The Isobes say users can pick up about 95 percent of a conversation, in stark contrast to lip reading, where the percentage is more like 20.
“It’s amazing,” Brandon says, “how God has guided people into our lives to make the product a reality.”
The family also collaborated to produce MyGroup, an “on-demand live interpreter” using an iPhone or iPad. MyEar is geared to 1-on-1 conversations, but has trouble when multiple people talk. MyGroup allows people to get a certified American Sign Language interpreter for $1 a minute to converse with a deaf person in the midst of many people.
“It has been helpful for family discussions and enabled my wife, who doesn’t know sign language, to communicate deeper with my dad for the first time,” Brandon says. “The interpreter gives my dad a voice. Maybe in the future, my dad can use MyGroup for Hawaii golf tournament banquets to understand what is being said.”
Along the way Brandon, who golfed for Rochester and now works as a technical program manager in Network Security for Salesforce in San Francisco, developed the GolfBeats app.
He calls it “a portable metronome for a repeatable golf swing under pressure.”
“I got a lesson in California and the coach emphasized a 1-2-3 tempo,” Brandon says. “When I told my dad about it, it was hard for him to understand what it meant because when he looked down at the ball to start his swing he’s not able to listen to me say ‘1-2-3’ to pace his swing.
“We made GolfBeats so he can follow the 1-2-3 cadence through an iPhone or Apple Watch’s vibrations. I started using it later for myself to practice on the course because my tempo speeds up on the course when there are hazards or on must-make putts.”
Brandon plays little golf since his son was born 10 months ago. In contrast Gerald, who used to partner with current tour pro Parker McLachlin in amateur team events, is out every weekend.
He wants to qualify for the senior flight in the 10th Biennial U.S. Deaf Golf Championship this summer, hoping to advance to the World Deaf Golf Championship. Gerald is closing on 200,000 miles of travel to those events since winning the inaugural national championship in 1982.
He is also tournament chair for the second annual GEM (Georgia Morikawa) fundraising golf tournament this year. The nonprofit serves Hawaii’s deaf, hard of hearing, cochlear implant, senior and deaf-blind community.
He and Brandon hope GolfBeats will also exceed their expectations. App MyEar’s impact was remarkable.
“Our deaf and hearing impaired users report that it (MyEar) has transformed their lives,” Gerald says, “by giving them access and voice to services and treatments hearing people otherwise take for granted.”
Examples he uses are driving opportunities for Uber and Lyft, the ability to understand a dentist — whose face is usually covered with a mask — and communicate with doctors and veterinarians.
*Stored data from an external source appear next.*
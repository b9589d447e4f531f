use std::path::PathBuf;

use thiserror::Error;

use crate::job::{CopyJobInfo, SyncJobInfo};

/// Errors produced while inspecting a SAS token.
#[derive(Clone, Debug, PartialEq, Eq, Error)]
pub enum SasTokenError {
    /// The token has no `se` (session expiry) query parameter.
    #[error("cannot find session expiry parameter in SAS token")]
    MissingExpiryClaim,

    /// The expiry value is not a `YYYY-MM-DDTHH:MM:SSZ` timestamp.
    #[error("malformed session expiry timestamp: {0:?}")]
    MalformedTimestamp(String),
}

/// Errors produced while preparing or running a transfer.
///
/// The `CopyIncomplete` and `SyncIncomplete` variants carry the job record
/// collected up to the failure, so callers can inspect partial counters
/// without any further ceremony.
#[derive(Debug, Error)]
pub enum TransferError {
    /// The SAS token could not be inspected.
    #[error(transparent)]
    SasToken(#[from] SasTokenError),

    /// The SAS token's session expiry has passed.
    #[error("SAS token is expired")]
    ExpiredCredential,

    /// Source and destination are both local or both remote.
    #[error("source and destination are the same kind of location")]
    SameLocationKind,

    /// A local endpoint of a sync does not exist on disk.
    #[error("local path not found: {}", .0.display())]
    LocalPathNotFound(PathBuf),

    /// The external tool exited with a non-zero code.
    #[error("command {command:?} exited with code {code}")]
    ProcessExited {
        /// The exit code reported by the process.
        code: i32,

        /// The command line that was executed.
        command: Vec<String>,
    },

    /// Spawning or reading from the external tool failed.
    #[error("failed to run transfer tool: {0}")]
    Io(#[from] std::io::Error),

    /// A copy finished without reporting full success.
    #[error("{message}")]
    CopyIncomplete {
        /// Human-readable diagnostic for the failure.
        message: String,

        /// The partially populated job record.
        job: Box<CopyJobInfo>,
    },

    /// A sync finished without reporting full success.
    #[error("{message}")]
    SyncIncomplete {
        /// Human-readable diagnostic for the failure.
        message: String,

        /// The partially populated job record.
        job: Box<SyncJobInfo>,
    },
}
use crate::error::StoreError;
use native_tls::TlsConnector;
use postgres_native_tls::MakeTlsConnector;
use tokio_postgres::{Client, Config, NoTls, config::SslMode};
use tracing::{error, warn};

pub(crate) async fn connect_client(url: &str) -> Result<Client, StoreError> {
    let config = url
        .parse::<Config>()
        .map_err(|e| StoreError::InvalidUrl(e.to_string()))?;

    match config.get_ssl_mode() {
        SslMode::Disable => connect_without_tls(config).await,
        SslMode::Prefer => match connect_with_tls(config.clone()).await {
            Ok(client) => Ok(client),
            Err(error) => {
                warn!(%error, "Postgres TLS handshake failed, retrying without TLS");
                connect_without_tls(config).await
            }
        },
        _ => connect_with_tls(config).await,
    }
}

async fn connect_with_tls(config: Config) -> Result<Client, StoreError> {
    let connector = TlsConnector::builder().build()?;
    let tls = MakeTlsConnector::new(connector);
    let (client, connection) = config.connect(tls).await?;
    tokio::spawn(async move {
        if let Err(err) = connection.await {
            error!(%err, "Postgres connection error");
        }
    });
    Ok(client)
}

async fn connect_without_tls(config: Config) -> Result<Client, StoreError> {
    let (client, connection) = config.connect(NoTls).await?;
    tokio::spawn(async move {
        if let Err(err) = connection.await {
            error!(%err, "Postgres connection error");
        }
    });
    Ok(client)
}
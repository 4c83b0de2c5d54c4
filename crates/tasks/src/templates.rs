//! HTML bodies for completion notifications.

use crate::export::ExportArtifacts;

pub fn export_content(artifacts: &ExportArtifacts, campaign_title: &str) -> String {
    let mut links = String::new();
    let mut link = |label: &str, url: &Option<String>| {
        if let Some(url) = url {
            links.push_str(&format!("<li><a href=\"{url}\">{label}</a></li>\n"));
        }
    };
    link("Campaign contacts", &artifacts.contacts_url);
    link("Opt-outs", &artifacts.opt_outs_url);
    link("Messages", &artifacts.messages_url);
    link("Filtered contacts", &artifacts.filtered_contacts_url);

    format!(
        "<p>Your export for {campaign_title} is ready:</p>\n<ul>\n{links}</ul>\n\
         <p>These links will expire.</p>"
    )
}

pub fn second_pass_content(
    campaign_title: &str,
    campaign_url: &str,
    unmark: bool,
) -> String {
    let action = if unmark { "unmarked for" } else { "marked for a" };
    format!(
        "<p>Contacts on <a href=\"{campaign_url}\">{campaign_title}</a> have been \
         {action} second pass and the campaign is ready to send again.</p>"
    )
}

#[cfg(test)]
mod tests {
    use super::*;

    #[test]
    fn export_content_lists_only_produced_artifacts() {
        let artifacts = ExportArtifacts {
            contacts_url: Some("memory://a.csv".to_string()),
            opt_outs_url: None,
            messages_url: Some("memory://b.csv".to_string()),
            filtered_contacts_url: None,
        };
        let html = export_content(&artifacts, "Spring GOTV");
        assert!(html.contains("memory://a.csv"));
        assert!(html.contains("memory://b.csv"));
        assert!(!html.contains("Opt-outs"));
        assert!(!html.contains("Filtered contacts"));
    }
}
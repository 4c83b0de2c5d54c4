pub mod campaign;
pub mod contact;
pub mod interaction_step;
pub mod message;
pub mod user;
//! Campaign export job: walks the requested record sets in chunks and
//! streams each one into a CSV artifact.
//!
//! Phases run sequentially and share the 0-100 progress budget with a
//! fixed divider and per-phase offsets, so a job exporting everything
//! reports a single monotonic-looking percentage. A re-run regenerates
//! the same artifacts from scratch; nothing about a prior attempt is
//! consulted.

pub mod shape;
pub mod writer;

use crate::{context::TaskContext, error::TaskError, mail::Email, templates};
use chrono::Utc;
use engine::chunk::ChunkLoop;
use engine::error::EngineError;
use model::{
    chunk::{ChunkResult, Watermark},
    jobs::ExportCampaignPayload,
};
use shape::{
    contact_columns, filtered_contact_columns, message_columns, shape_contact_row,
    shape_filtered_contact_row, shape_message_row, unique_questions_by_step_id, ExportRow,
};
use tracing::info;
use writer::CsvStreamWriter;
use writer_key::artifact_key;

/// Progress budget shared by the export phases.
const STATUS_DIVIDER: u64 = 4;
const CONTACTS_OFFSET: u8 = 25;
const OPT_OUTS_OFFSET: u8 = 75;
const MESSAGES_OFFSET: u8 = 0;
const FILTERED_OFFSET: u8 = 75;

/// URLs of the artifacts one export run produced, in request order.
/// Unrequested record sets stay `None`.
#[derive(Debug, Default, Clone)]
pub struct ExportArtifacts {
    pub contacts_url: Option<String>,
    pub opt_outs_url: Option<String>,
    pub messages_url: Option<String>,
    pub filtered_contacts_url: Option<String>,
}

mod writer_key {
    use chrono::{DateTime, Utc};

    /// Artifact key: sanitized title, campaign id and (for user-requested
    /// exports) a start timestamp, so repeated manual exports never clobber
    /// each other while automated exports overwrite a stable key.
    pub fn artifact_key(
        campaign_id: i64,
        campaign_title: &str,
        started_at: Option<DateTime<Utc>>,
        suffix: &str,
    ) -> String {
        let mut title = String::new();
        let mut last_dash = true;
        for c in campaign_title.chars() {
            if c.is_ascii_alphanumeric() {
                title.push(c.to_ascii_lowercase());
                last_dash = false;
            } else if !last_dash {
                title.push('-');
                last_dash = true;
            }
        }
        let title = title.trim_end_matches('-');
        let base = if title.is_empty() {
            format!("campaign-{campaign_id}")
        } else {
            format!("{title}-{campaign_id}")
        };
        match started_at {
            Some(at) => format!("{base}-{}{suffix}.csv", at.format("%Y-%m-%d-%H-%M-%S")),
            None => format!("{base}{suffix}.csv"),
        }
    }

}

/// Run one export job end to end and return the artifact URLs.
pub async fn run_export(
    ctx: &TaskContext,
    payload: &ExportCampaignPayload,
) -> Result<ExportArtifacts, TaskError> {
    let store = ctx.store.as_ref();
    let campaign_id = payload.campaign_id;

    let contact_count = store.contact_count(campaign_id).await?;
    let steps = store.interaction_steps(campaign_id).await?;
    let questions = unique_questions_by_step_id(&steps);
    let custom_field_keys = store.custom_field_keys(campaign_id).await?;

    let started_at = if payload.is_automated_export {
        None
    } else {
        Some(Utc::now())
    };
    let key = |suffix: &str| artifact_key(campaign_id, &payload.campaign_title, started_at, suffix);

    info!(
        campaign_id,
        contact_count,
        automated = payload.is_automated_export,
        "Starting campaign export"
    );

    let mut artifacts = ExportArtifacts::default();

    if payload.options.campaign {
        let columns = contact_columns(&custom_field_keys, &questions);
        let mut csv = CsvStreamWriter::new(
            key(""),
            ctx.uploads.begin(&key("")).await?,
            columns,
        );
        ChunkLoop::new("export contacts", campaign_id, ctx.export_chunk_size, contact_count)
            .with_status_share(STATUS_DIVIDER, CONTACTS_OFFSET)
            .run_with_writer(
                ctx.progress.as_ref(),
                async |watermark| {
                    let rows = store
                        .fetch_contact_chunk(campaign_id, watermark, ctx.export_chunk_size, false)
                        .await
                        .map_err(|e| EngineError::process(watermark, e))?;
                    Ok(match rows.last() {
                        None => ChunkResult::Done,
                        Some(last) => ChunkResult::Continue {
                            watermark: Watermark(last.contact.id),
                            payload: rows
                                .iter()
                                .map(|row| {
                                    shape_contact_row(
                                        row,
                                        campaign_id,
                                        &payload.campaign_title,
                                        &questions,
                                    )
                                })
                                .collect::<Vec<ExportRow>>(),
                        },
                    })
                },
                async |rows: Vec<ExportRow>| {
                    csv.write_rows(&rows).await.map_err(EngineError::sink)
                },
            )
            .await?;
        artifacts.contacts_url = Some(csv.close().await?);
    }

    if payload.options.opt_outs {
        let columns = contact_columns(&custom_field_keys, &questions);
        let opt_outs_key = key("-optouts");
        let mut csv = CsvStreamWriter::new(
            opt_outs_key.clone(),
            ctx.uploads.begin(&opt_outs_key).await?,
            columns,
        );
        ChunkLoop::new("export opt-outs", campaign_id, ctx.export_chunk_size, contact_count)
            .with_status_share(STATUS_DIVIDER, OPT_OUTS_OFFSET)
            .run_with_writer(
                ctx.progress.as_ref(),
                async |watermark| {
                    let rows = store
                        .fetch_contact_chunk(campaign_id, watermark, ctx.export_chunk_size, true)
                        .await
                        .map_err(|e| EngineError::process(watermark, e))?;
                    Ok(match rows.last() {
                        None => ChunkResult::Done,
                        Some(last) => ChunkResult::Continue {
                            watermark: Watermark(last.contact.id),
                            payload: rows
                                .iter()
                                .map(|row| {
                                    shape_contact_row(
                                        row,
                                        campaign_id,
                                        &payload.campaign_title,
                                        &questions,
                                    )
                                })
                                .collect::<Vec<ExportRow>>(),
                        },
                    })
                },
                async |rows: Vec<ExportRow>| {
                    csv.write_rows(&rows).await.map_err(EngineError::sink)
                },
            )
            .await?;
        artifacts.opt_outs_url = Some(csv.close().await?);
    }

    if payload.options.messages {
        let variable_names = store.campaign_variable_names(campaign_id).await?;
        let columns = message_columns(&variable_names);
        let messages_key = key("-messages");
        let mut csv = CsvStreamWriter::new(
            messages_key.clone(),
            ctx.uploads.begin(&messages_key).await?,
            columns,
        );
        ChunkLoop::new("export messages", campaign_id, ctx.export_chunk_size, contact_count)
            .with_status_share(STATUS_DIVIDER, MESSAGES_OFFSET)
            .run_with_writer(
                ctx.progress.as_ref(),
                async |watermark| {
                    let rows = store
                        .fetch_message_chunk(campaign_id, watermark, ctx.export_chunk_size)
                        .await
                        .map_err(|e| EngineError::process(watermark, e))?;
                    // The watermark walks contact ids; the final row holds
                    // the highest one in the chunk.
                    Ok(match rows.last() {
                        None => ChunkResult::Done,
                        Some(last) => ChunkResult::Continue {
                            watermark: Watermark(last.campaign_contact_id),
                            payload: rows
                                .iter()
                                .map(|row| shape_message_row(row, campaign_id, &variable_names))
                                .collect::<Vec<ExportRow>>(),
                        },
                    })
                },
                async |rows: Vec<ExportRow>| {
                    csv.write_rows(&rows).await.map_err(EngineError::sink)
                },
            )
            .await?;
        artifacts.messages_url = Some(csv.close().await?);
    }

    if payload.options.filtered_contacts {
        let filtered_count = store.filtered_contact_count(campaign_id).await?;
        let columns = filtered_contact_columns(&custom_field_keys);
        let filtered_key = key("-filteredContacts");
        let mut csv = CsvStreamWriter::new(
            filtered_key.clone(),
            ctx.uploads.begin(&filtered_key).await?,
            columns,
        );
        ChunkLoop::new(
            "export filtered contacts",
            campaign_id,
            ctx.export_chunk_size,
            filtered_count,
        )
        .with_status_share(STATUS_DIVIDER, FILTERED_OFFSET)
        .run_with_writer(
            ctx.progress.as_ref(),
            async |watermark| {
                let rows = store
                    .fetch_filtered_chunk(campaign_id, watermark, ctx.export_chunk_size)
                    .await
                    .map_err(|e| EngineError::process(watermark, e))?;
                Ok(match rows.last() {
                    None => ChunkResult::Done,
                    Some(last) => ChunkResult::Continue {
                        watermark: Watermark(last.contact.id),
                        payload: rows
                            .iter()
                            .map(|row| {
                                shape_filtered_contact_row(
                                    row,
                                    campaign_id,
                                    &payload.campaign_title,
                                )
                            })
                            .collect::<Vec<ExportRow>>(),
                    },
                })
            },
            async |rows: Vec<ExportRow>| {
                csv.write_rows(&rows).await.map_err(EngineError::sink)
            },
        )
        .await?;
        artifacts.filtered_contacts_url = Some(csv.close().await?);
    }

    if !payload.is_automated_export {
        let to = store.notification_email(payload.requester_id).await?;
        ctx.mailer
            .send(Email {
                to,
                subject: format!("Export ready for {}", payload.campaign_title),
                html: templates::export_content(&artifacts, &payload.campaign_title),
            })
            .await?;
    }

    info!(campaign_id, "Campaign export complete");
    Ok(artifacts)
}
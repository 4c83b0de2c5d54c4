use serde::{Deserialize, Serialize};

/// One node of a campaign's scripted conversation tree. Only the question
/// text matters for exports.
#[derive(Debug, Clone, Serialize, Deserialize)]
pub struct InteractionStepRecord {
    pub id: i64,
    pub campaign_id: i64,
    pub question: String,
}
Work meetings and ordering at restaurants is simpler. Students can be mainstreamed into hearing classrooms. Conversations full of slang, idioms and pidgin suddenly make sense.
One reviewer spoke of the trauma she went through when she lost her hearing at age 36, and MyEar’s dramatic difference.
“I tried it simply because I figured a man who built this for his father did it for real and with all his heart and wanted to change his father’s life,” the reviewer wrote. “Well, he has in just three days changed mine also.”
The Isobes, who went into this “just to help my dad and I,” are surprised at its impact, which has extended to families with older parents comfortable with Apple phones, pads and watches. Now they are working on bluetooth connectivity so people don’t need to be so close to those they are talking to.
GolfBeats is another world, but fits ideally into a family that has taken the game to heart. Brandon’s sister, Brittany, played for Claremont McKenna College.
Brandon says the training aid is ideal for any golfer trying to “bring their game from the practice tee to the golf course,” with the subtle vibrations strengthening focus. Those vibrations allow deaf golfers to “ingrain the right swing positions” and hit consistent yardages with their clubs.
It might not change lives like MyEar, but it could change golf games.